[Work item]
Please reproduce the final stretch of the listing below: the line that contains "page: Option<&str>, page_size: usize)" and all lines after it, verbatim, with nothing else.

━━━━━━━━━━━━━━━━━━━━━━━━━━━━━━

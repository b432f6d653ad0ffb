pub mod command;
pub mod controller;
pub mod domain;
pub mod factory;
pub mod listing;
use async_trait::async_trait;
use std::collections::HashMap;
use crate::core::library::{LibraryResult, PaginatedResult};

#[async_trait]
pub trait Repository<Entity>: Sync + Send {
    // appends an entity
    async fn create(&self, entity: &Entity) -> LibraryResult<usize>;

    // get the first entity with the id
    async fn get(&self, id: &str) -> LibraryResult<Entity>;

    // removes the most recently added entity equal to the given one
    async fn delete(&self, entity: &Entity) -> LibraryResult<usize>;

    // number of entities
    async fn count(&self) -> LibraryResult<usize>;

    // find by exact-match predicate, in insertion order
    async fn query(&self, predicate: &HashMap::<String, String>,
                   page: Option<&str>, page_size: usize) -> LibraryResult<PaginatedResult<Entity>>;
}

━━━━━━━━━━━━━━━━━━━━━━━━━━━━━━

[Response area]
                   page: Option<&str>, page_size: usize) -> LibraryResult<PaginatedResult<Entity>>;
}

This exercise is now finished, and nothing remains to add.